Now, "Hundred Semiconductors Company" is actively promoting semiconductor design, prototyping, and mass production activities. By sharing experiences with customers, the goal is to popularize production technology, and at the same time, continue to improve the speed of improving prototypes to move towards mass products as soon as possible.

In addition, AIST is also promoting the development of design software that can be used for the "Mini Fab." The goal is to develop a PDK (Process Design Kit) for the complementary metal-oxide-semiconductor (CMOS) direction within one year. At the same time, to make it easier to use, it is also considered to standardize the basic circuit design and apply it to the R&D direction first. In the future, the trial production will be carried out by AIST's Coastal Sub-center (Koto-ku, Tokyo) and Tsukuba Center (Tsukuba City, Ibaraki Prefecture).

In addition, AIST is also exploring new applications. For example, considering the issue of power consumption, AIST is discussing filling the needs that cannot be met by field-programmable gate arrays (FPGAs), with the goal of providing and popularizing more of the above design and process R&D services. AIST stated, "We can flexibly respond and meet customized needs."

Now, AIST has completed the development of the front-end process (circuit formation), bonding, and other processes. The goal for the next five years is to integrate the packaging substrate on the "Half Inch Wafer." Package semiconductors with a smaller area, reduce power consumption, and explore more application scenarios.To further promote the "mini-wafer fab," the General Research Institute aims to increase the production of "Half Inch Wafers" to 50,000 units per year within the next five years. In the future, not only will they have their own production base, but they will also engage in self-production. The representative director of the village pointed out: "For companies involved in the promotion organization, the mini-wafer fab is just one of their options.
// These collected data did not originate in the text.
//! HTTP routes.

use std::sync::Arc;

use axum::extract::{Path, State};
use axum::http::StatusCode;
use axum::response::IntoResponse;
use axum::routing::get;
use axum::routing::post;
use axum::{Json, Router};
use chrono::{DateTime, Datelike, Utc};
use serde::{Deserialize, Serialize};
use serde_json::{Value, json};
use tower_http::cors::CorsLayer;

use almanac_store::{Database, EventPatch, EventRow, NewEvent, StoreError};

use crate::ApiError;
use crate::auth::{AuthUser, issue_token};
use crate::service::EventService;

const HOLIDAY_API_URL: &str = "https://holidayapi.com/v1/holidays";

/// Shared application state.
pub struct AppState {
    pub db: Arc<Database>,
    pub service: EventService,
    pub jwt_secret: String,
    pub holiday_api_key: Option<String>,
    pub http: reqwest::Client,
}

/// Create the API router.
pub fn create_router(state: Arc<AppState>) -> Router {
    Router::new()
        .route("/register", post(register))
        .route("/login", post(login))
        .route("/auth/me", get(me))
        .route("/events", get(list_events).post(create_event))
        .route(
            "/events/{event_id}",
            get(get_event).put(update_event).delete(delete_event),
        )
        .route("/holidays", get(holidays))
        .route("/holidays/{country_code}", get(holidays))
        .layer(CorsLayer::permissive())
        .with_state(state)
}

// =============================================================================
// Auth
// =============================================================================

#[derive(Deserialize)]
struct CredentialsRequest {
    email: String,
    password: String,
}

async fn register(
    State(state): State<Arc<AppState>>,
    Json(req): Json<CredentialsRequest>,
) -> Result<impl IntoResponse, ApiError> {
    if req.email.trim().is_empty() || req.password.is_empty() {
        return Err(ApiError::BadRequest(
            "email and password are required".to_string(),
        ));
    }

    let user = match state.db.create_user(&req.email, &req.password) {
        Ok(user) => user,
        Err(StoreError::DuplicateEmail(_)) => {
            return Err(ApiError::BadRequest("user already exists".to_string()));
        }
        Err(e) => return Err(e.into()),
    };

    Ok((
        StatusCode::CREATED,
        Json(json!({ "id": user.id, "email": user.email })),
    ))
}

async fn login(
    State(state): State<Arc<AppState>>,
    Json(req): Json<CredentialsRequest>,
) -> Result<Json<Value>, ApiError> {
    let user = state.db.find_user_by_email(&req.email)?;

    // TODO: hash passwords instead of storing and comparing them as-is
    match user {
        Some(user) if user.password == req.password => {
            let token = issue_token(&state.jwt_secret, user.id)?;
            Ok(Json(json!({
                "access_token": token,
                "user": { "id": user.id, "email": user.email },
            })))
        }
        _ => Err(ApiError::Unauthorized("invalid credentials".to_string())),
    }
}

async fn me(
    AuthUser(user_id): AuthUser,
    State(state): State<Arc<AppState>>,
) -> Result<Json<Value>, ApiError> {
    let user = state
        .db
        .get_user(user_id)?
        .ok_or_else(|| ApiError::Unauthorized("unknown user".to_string()))?;
    Ok(Json(json!({ "id": user.id, "email": user.email })))
}

// =============================================================================
// Events
// =============================================================================

#[derive(Serialize)]
struct EventResponse {
    id: i64,
    title: String,
    start_time: DateTime<Utc>,
    end_time: DateTime<Utc>,
    description: Option<String>,
    participants: Vec<String>,
    timezone: String,
    started: bool,
}

impl From<EventRow> for EventResponse {
    fn from(event: EventRow) -> Self {
        Self {
            id: event.id,
            title: event.title,
            start_time: event.start_time,
            end_time: event.end_time,
            description: event.description,
            participants: event.participants,
            timezone: event.timezone,
            started: event.started,
        }
    }
}

#[derive(Deserialize)]
struct CreateEventRequest {
    title: String,
    start_time: DateTime<Utc>,
    end_time: DateTime<Utc>,
    description: Option<String>,
    #[serde(default)]
    participants: Vec<String>,
    timezone: String,
}

#[derive(Deserialize, Default)]
struct UpdateEventRequest {
    title: Option<String>,
    start_time: Option<DateTime<Utc>>,
    end_time: Option<DateTime<Utc>>,
    description: Option<String>,
    participants: Option<Vec<String>>,
    timezone: Option<String>,
}

async fn list_events(
    AuthUser(user_id): AuthUser,
    State(state): State<Arc<AppState>>,
) -> Result<Json<Vec<EventResponse>>, ApiError> {
    let events = state.service.list(user_id)?;
    Ok(Json(events.into_iter().map(EventResponse::from).collect()))
}

async fn create_event(
    AuthUser(user_id): AuthUser,
    State(state): State<Arc<AppState>>,
    Json(req): Json<CreateEventRequest>,
) -> Result<impl IntoResponse, ApiError> {
    let created = state
        .service
        .create(
            user_id,
            NewEvent {
                title: req.title,
                start_time: req.start_time,
                end_time: req.end_time,
                description: req.description,
                participants: req.participants,
                timezone: req.timezone,
            },
        )
        .await?;

    Ok((StatusCode::CREATED, Json(EventResponse::from(created))))
}

async fn get_event(
    AuthUser(user_id): AuthUser,
    State(state): State<Arc<AppState>>,
    Path(event_id): Path<i64>,
) -> Result<Json<EventResponse>, ApiError> {
    let event = state.service.get(user_id, event_id)?;
    Ok(Json(EventResponse::from(event)))
}

async fn update_event(
    AuthUser(user_id): AuthUser,
    State(state): State<Arc<AppState>>,
    Path(event_id): Path<i64>,
    Json(req): Json<UpdateEventRequest>,
) -> Result<Json<EventResponse>, ApiError> {
    let patch = EventPatch {
        title: req.title,
        start_time: req.start_time,
        end_time: req.end_time,
        description: req.description,
        participants: req.participants,
        timezone: req.timezone,
    };
    let updated = state.service.update(user_id, event_id, patch).await?;
    Ok(Json(EventResponse::from(updated)))
}

async fn delete_event(
    AuthUser(user_id): AuthUser,
    State(state): State<Arc<AppState>>,
    Path(event_id): Path<i64>,
) -> Result<Json<Value>, ApiError> {
    state.service.delete(user_id, event_id).await?;
    Ok(Json(json!({ "message": "event deleted" })))
}

// =============================================================================
// Holidays (passthrough proxy)
// =============================================================================

async fn holidays(
    AuthUser(_user_id): AuthUser,
    State(state): State<Arc<AppState>>,
    country_code: Option<Path<String>>,
) -> Result<Json<Value>, ApiError> {
    let Some(key) = &state.holiday_api_key else {
        return Err(ApiError::Internal(
            "holiday API key not configured".to_string(),
        ));
    };

    let year = Utc::now().year().to_string();
    let mut request = state
        .http
        .get(HOLIDAY_API_URL)
        .query(&[("year", year.as_str()), ("key", key.as_str())]);
    // The bare route queries the upstream API without a country filter
    if let Some(Path(country)) = &country_code {
        request = request.query(&[("country", country.as_str())]);
    }
    let response = request
        .send()
        .await
        .map_err(|e| ApiError::Internal(format!("holiday API request failed: {e}")))?;

    let body: Value = response
        .json()
        .await
        .map_err(|e| ApiError::Internal(format!("holiday API returned malformed body: {e}")))?;

    Ok(Json(
        body.get("holidays").cloned().unwrap_or(Value::Array(vec![])),
    ))
}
We will fully play the role of a leader in promoting this type of production model."

The main theme of the semiconductor industry has always been "mass production, mass consumption," but the "mini-wafer fab" can provide the required quantity to customers when necessary. On the other hand, it also faces the challenge of deepening the customer base and cultivating a customer base with multiple needs. At the same time, the General Research Institute is also striving to develop technology to provide semiconductor production and design services to a wide range of customers.